Acetylcholine Secretion and reabsorption of acetylcholine by neurons at synapses. Acetylcholine is used as the neurotransmitter in many synapses, including synapses between neurons and muscle fibers. It is produced in the pre-synaptic neuron by combining choline (absorbed from the diet) with an acetyl group produced during aerobic respiration.

Threshold potential A nerve impulse is only initiated if the threshold potential is reached. Nerve impulses follow an all-or-nothing principle. An AP is only initiated if the threshold potential is reached, because only at this potential do voltage-gated sodium channels start to open, causing depolarization. At a synapse, the amount of neurotransmitter secreted following depolarization of the pre-synaptic membrane may not be enough to cause the threshold potential to be reach in the post-synaptic membrane. The post-synaptic membrane does not depolarize. The sodium ions that have entered the post-synaptic neuron are pumped out by sodium-potassium pumps, returning the post-synaptic membrane to a resting potential.

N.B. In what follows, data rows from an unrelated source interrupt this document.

//! Reconciliation of the local catalog with the remote library.
//!
//! One pass per entity class:
//! 1. snapshot the local ids;
//! 2. drain the remote stream, upserting each record as it arrives;
//! 3. delete local rows missing remotely, unless something still references
//!    them (artists owning albums or tracks, albums holding tracks). Tracks
//!    are never deleted by a pass.
//!
//! A pass runs inside a single store batch. Per-record failures are collected
//! in the report; a collection-level failure rolls the whole pass back.

mod report;

pub use report::{PassReport, SyncAllReport, SyncError};

use std::collections::HashSet;
use std::sync::Arc;
use tracing::{debug, error, info, warn};

use crate::catalog_store::{self, CatalogStore, EntityKind};
use crate::snapshot::{ItemFailure, SnapshotError, SnapshotReader};

pub struct Reconciler {
    store: Arc<dyn CatalogStore>,
    reader: SnapshotReader,
}

impl Reconciler {
    pub fn new(store: Arc<dyn CatalogStore>, reader: SnapshotReader) -> Self {
        Reconciler { store, reader }
    }

    pub fn sync(&self, kind: EntityKind) -> Result<PassReport, SyncError> {
        match kind {
            EntityKind::Artist => self.sync_artists(),
            EntityKind::Album => self.sync_albums(),
            EntityKind::Track => self.sync_tracks(),
        }
    }

    /// Followed artists.
    pub fn sync_artists(&self) -> Result<PassReport, SyncError> {
        self.run_pass(
            EntityKind::Artist,
            self.reader.stream_followed_artists(),
            |artist| &artist.id,
            |store, artist| store.upsert_artist(artist),
        )
    }

    /// Saved albums. The owning artist is inserted when missing but an
    /// existing artist row is left untouched.
    pub fn sync_albums(&self) -> Result<PassReport, SyncError> {
        self.run_pass(
            EntityKind::Album,
            self.reader.stream_saved_albums(),
            |record| &record.album.id,
            |store, record| {
                store.insert_artist_if_absent(&record.artist)?;
                store.upsert_album(&record.album)
            },
        )
    }

    /// Saved tracks.
    pub fn sync_tracks(&self) -> Result<PassReport, SyncError> {
        self.run_pass(
            EntityKind::Track,
            self.reader.stream_saved_tracks(),
            |record| &record.track.id,
            |store, record| {
                store.insert_artist_if_absent(&record.artist)?;
                store.upsert_track(&record.track)
            },
        )
    }

    /// Artists, then albums, then tracks. Stops at the first failing pass;
    /// earlier passes stay applied.
    pub fn sync_all(&self) -> SyncAllReport {
        let mut report = SyncAllReport::default();
        for kind in [EntityKind::Artist, EntityKind::Album, EntityKind::Track] {
            match self.sync(kind) {
                Ok(pass) => report.record(pass),
                Err(e) => {
                    report.failure = Some((kind, e));
                    break;
                }
            }
        }
        report
    }

    fn run_pass<T, S, I, A>(
        &self,
        kind: EntityKind,
        stream: S,
        id_of: I,
        apply: A,
    ) -> Result<PassReport, SyncError>
    where
        S: Iterator<Item = Result<T, SnapshotError>>,
        I: Fn(&T) -> &String,
        A: Fn(&dyn CatalogStore, &T) -> catalog_store::Result<()>,
    {
        info!("Reconciling {}s", kind);
        let local_before = self.store.ids(kind)?;

        self.store.begin_batch()?;
        let outcome = self.apply_pass(kind, stream, &local_before, id_of, apply);
        match outcome {
            Ok(report) => {
                self.store.commit_batch()?;
                info!(
                    "{} pass done: {} remote, {} added, {} removed, {} retained, {} failed",
                    kind,
                    report.remote_total,
                    report.added,
                    report.removed,
                    report.retained,
                    report.failures.len()
                );
                Ok(report)
            }
            Err(e) => {
                error!("{} pass aborted, rolling back: {}", kind, e);
                if let Err(rollback) = self.store.rollback_batch() {
                    warn!("Rollback of {} pass failed: {}", kind, rollback);
                }
                Err(e)
            }
        }
    }

    fn apply_pass<T, S, I, A>(
        &self,
        kind: EntityKind,
        stream: S,
        local_before: &HashSet<String>,
        id_of: I,
        apply: A,
    ) -> Result<PassReport, SyncError>
    where
        S: Iterator<Item = Result<T, SnapshotError>>,
        I: Fn(&T) -> &String,
        A: Fn(&dyn CatalogStore, &T) -> catalog_store::Result<()>,
    {
        let mut report = PassReport::new(kind);
        let mut remote_ids: HashSet<String> = HashSet::new();
        let mut added: HashSet<String> = HashSet::new();

        for item in stream {
            match item {
                Ok(record) => {
                    let id = id_of(&record).clone();
                    remote_ids.insert(id.clone());
                    match apply(self.store.as_ref(), &record) {
                        Ok(()) => {
                            if !local_before.contains(&id) {
                                added.insert(id);
                            }
                        }
                        Err(e) if e.is_fatal() => return Err(SyncError::Storage(e)),
                        Err(e) => {
                            warn!("Could not store {} {}: {}", kind, id, e);
                            report
                                .failures
                                .push(ItemFailure::new(kind, Some(id), e.to_string()));
                        }
                    }
                }
                Err(SnapshotError::Item(failure)) => {
                    warn!("Skipping remote record: {}", failure);
                    if let Some(id) = &failure.id {
                        remote_ids.insert(id.clone());
                    }
                    report.failures.push(failure);
                }
                Err(SnapshotError::Remote(e)) => return Err(e.into()),
            }
        }
        report.remote_total = remote_ids.len();
        report.added = added.len();

        let mut candidates: Vec<&String> = local_before.difference(&remote_ids).collect();
        candidates.sort();
        for id in candidates {
            match self.is_anchored(kind, id) {
                Ok(true) => {
                    debug!("Keeping {} {}: still referenced locally", kind, id);
                    report.retained += 1;
                    continue;
                }
                Ok(false) => {}
                Err(e) if e.is_fatal() => return Err(SyncError::Storage(e)),
                Err(e) => {
                    report
                        .failures
                        .push(ItemFailure::new(kind, Some(id.clone()), e.to_string()));
                    continue;
                }
            }

            match self.store.delete(kind, id) {
                Ok(true) => {
                    debug!("Removed {} {}", kind, id);
                    report.removed += 1;
                }
                Ok(false) => {}
                Err(e) if e.is_fatal() => return Err(SyncError::Storage(e)),
                Err(e) => {
                    warn!("Could not remove {} {}: {}", kind, id, e);
                    report
                        .failures
                        .push(ItemFailure::new(kind, Some(id.clone()), e.to_string()));
                }
            }
        }

        Ok(report)
    }

    /// Whether a removal candidate has to stay.
    fn is_anchored(&self, kind: EntityKind, id: &str) -> catalog_store::Result<bool> {
        match kind {
            EntityKind::Artist => self.store.has_children(id),
            EntityKind::Album => self.store.album_has_tracks(id),
            EntityKind::Track => Ok(true),
        }
    }
}

#[cfg(test)]
mod tests {
    use super::*;
    use crate::catalog_store::{Album, Artist, SqliteCatalogStore};
    use crate::remote::{
        Page, RemoteError, SimplifiedArtist, SpotifyAlbum, SpotifyApi, SpotifyArtist, SpotifyTrack,
    };
    use crate::snapshot::ReaderSettings;
    use std::time::Duration;

    /// Single-page library.
    #[derive(Default)]
    struct Library {
        followed: Vec<SpotifyArtist>,
        albums: Vec<SpotifyAlbum>,
        tracks: Vec<SpotifyTrack>,
        fail_albums: Option<RemoteError>,
    }

    impl SpotifyApi for Library {
        fn get_artist(&self, id: &str) -> Result<SpotifyArtist, RemoteError> {
            Ok(SpotifyArtist {
                id: Some(id.to_string()),
                name: format!("Artist {}", id),
                genres: vec!["rock".to_string()],
                ..Default::default()
            })
        }
        fn get_album(&self, id: &str) -> Result<SpotifyAlbum, RemoteError> {
            Err(RemoteError::NotFound(id.to_string()))
        }
        fn get_track(&self, id: &str) -> Result<SpotifyTrack, RemoteError> {
            Err(RemoteError::NotFound(id.to_string()))
        }
        fn list_followed_artists(&self, _: u32, _: Option<&str>) -> Result<Page<SpotifyArtist>, RemoteError> {
            Ok(Page::last(self.followed.clone()))
        }
        fn list_saved_albums(&self, _: u32, _: Option<&str>) -> Result<Page<SpotifyAlbum>, RemoteError> {
            match &self.fail_albums {
                Some(e) => Err(e.clone()),
                None => Ok(Page::last(self.albums.clone())),
            }
        }
        fn list_saved_tracks(&self, _: u32, _: Option<&str>) -> Result<Page<SpotifyTrack>, RemoteError> {
            Ok(Page::last(self.tracks.clone()))
        }
        fn follow_artist(&self, _: &str) -> Result<(), RemoteError> {
            Ok(())
        }
        fn unfollow_artist(&self, _: &str) -> Result<(), RemoteError> {
            Ok(())
        }
        fn save_album(&self, _: &str) -> Result<(), RemoteError> {
            Ok(())
        }
        fn unsave_album(&self, _: &str) -> Result<(), RemoteError> {
            Ok(())
        }
        fn save_track(&self, _: &str) -> Result<(), RemoteError> {
            Ok(())
        }
        fn unsave_track(&self, _: &str) -> Result<(), RemoteError> {
            Ok(())
        }
    }

    fn remote_artist(id: &str) -> SpotifyArtist {
        SpotifyArtist {
            id: Some(id.to_string()),
            name: format!("Artist {}", id),
            ..Default::default()
        }
    }

    fn remote_album(id: &str, artist_id: &str) -> SpotifyAlbum {
        SpotifyAlbum {
            id: Some(id.to_string()),
            name: format!("Album {}", id),
            artists: vec![SimplifiedArtist {
                id: Some(artist_id.to_string()),
                ..Default::default()
            }],
            release_date: Some("2001-01-01".to_string()),
            ..Default::default()
        }
    }

    fn local_artist(id: &str) -> Artist {
        Artist {
            id: id.to_string(),
            name: format!("Local {}", id),
            genres: vec![],
            uri: String::new(),
            url: String::new(),
            image_url: None,
        }
    }

    fn local_album(id: &str, artist_id: &str) -> Album {
        Album {
            id: id.to_string(),
            artist_id: artist_id.to_string(),
            name: id.to_string(),
            release_year: 2000,
            uri: String::new(),
            url: String::new(),
        }
    }

    fn reconciler(store: &SqliteCatalogStore, library: Library) -> Reconciler {
        let settings = ReaderSettings {
            retry_backoff: Duration::ZERO,
            ..ReaderSettings::default()
        };
        Reconciler::new(
            Arc::new(store.clone()),
            SnapshotReader::new(Arc::new(library), settings),
        )
    }

    #[test]
    fn artist_with_children_survives_unfollow() {
        let store = SqliteCatalogStore::open_in_memory().unwrap();
        store.upsert_artist(&local_artist("x")).unwrap();
        store.upsert_artist(&local_artist("y")).unwrap();
        store.upsert_album(&local_album("al1", "x")).unwrap();

        let report = reconciler(&store, Library::default()).sync_artists().unwrap();

        assert_eq!(report.counts(), (0, 1));
        assert_eq!(report.retained, 1);
        assert!(store.get_artist("x").unwrap().is_some());
        assert!(store.get_artist("y").unwrap().is_none());
    }

    #[test]
    fn album_pass_adds_and_removes() {
        let store = SqliteCatalogStore::open_in_memory().unwrap();
        store.upsert_artist(&local_artist("ar")).unwrap();
        store.upsert_album(&local_album("a1", "ar")).unwrap();
        store.upsert_album(&local_album("a3", "ar")).unwrap();

        let library = Library {
            albums: vec![remote_album("a1", "ar"), remote_album("a2", "ar")],
            ..Default::default()
        };
        let report = reconciler(&store, library).sync_albums().unwrap();

        assert_eq!(report.counts(), (1, 1));
        assert_eq!(
            store.album_ids().unwrap(),
            HashSet::from(["a1".to_string(), "a2".to_string()])
        );
        // Existing owner is not overwritten by the album pass.
        assert_eq!(store.get_artist("ar").unwrap().unwrap().name, "Local ar");
    }

    #[test]
    fn tracks_are_never_removed() {
        let store = SqliteCatalogStore::open_in_memory().unwrap();
        store.upsert_artist(&local_artist("ar")).unwrap();
        store
            .upsert_track(&crate::catalog_store::Track {
                id: "t1".to_string(),
                artist_id: "ar".to_string(),
                album_id: "al".to_string(),
                name: "Song".to_string(),
                release_year: 2000,
                uri: String::new(),
                url: String::new(),
            })
            .unwrap();

        let report = reconciler(&store, Library::default()).sync_tracks().unwrap();
        assert_eq!(report.counts(), (0, 0));
        assert_eq!(report.retained, 1);
        assert!(store.get_track("t1").unwrap().is_some());
    }

    #[test]
    fn failed_collection_rolls_back_and_stops_sync_all() {
        let store = SqliteCatalogStore::open_in_memory().unwrap();
        store.upsert_artist(&local_artist("old")).unwrap();

        let library = Library {
            followed: vec![remote_artist("new")],
            fail_albums: Some(RemoteError::Unauthenticated("expired".to_string())),
            ..Default::default()
        };
        let report = reconciler(&store, library).sync_all();

        assert!(!report.is_complete());
        assert_eq!(report.artists.as_ref().unwrap().counts(), (1, 1));
        assert!(report.albums.is_none());
        assert!(report.tracks.is_none());
        assert!(matches!(
            report.failure,
            Some((EntityKind::Album, SyncError::Unauthenticated(_)))
        ));
        assert_eq!(
            store.artist_ids().unwrap(),
            HashSet::from(["new".to_string()])
        );
    }
}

Neonicotinoids Blocking of synaptic transmission at cholinergic synapses in insects by binding of neonicotinoid pesticides to acetylcholine receptors. Neonicotinoids are synthetic compounds similar to nicotine. The bind to the acetylcholine receptor in cholinergic synapses in the central nervous system (CNS) of insects. Acetylcholine does not break down neonicotinoids, so the binding is irreversible. The receptors are blocked, so acetylcholine is unable to bind and synaptic transmission is prevented. The insect is paralysis and dies. Neonicotinoids are very effective pesticides. Pros: Not highly toxic to humans and other animals. Cons: The effects is has on honey bees and other beneficial insects.

Homework Study for Quiz on 6.5 Research a drug and how it impacts synaptic transmission in the brain. 1 page, at least 1 source It can be a legal (prescribed/over the counter) drug or an illegal drug. Due next class.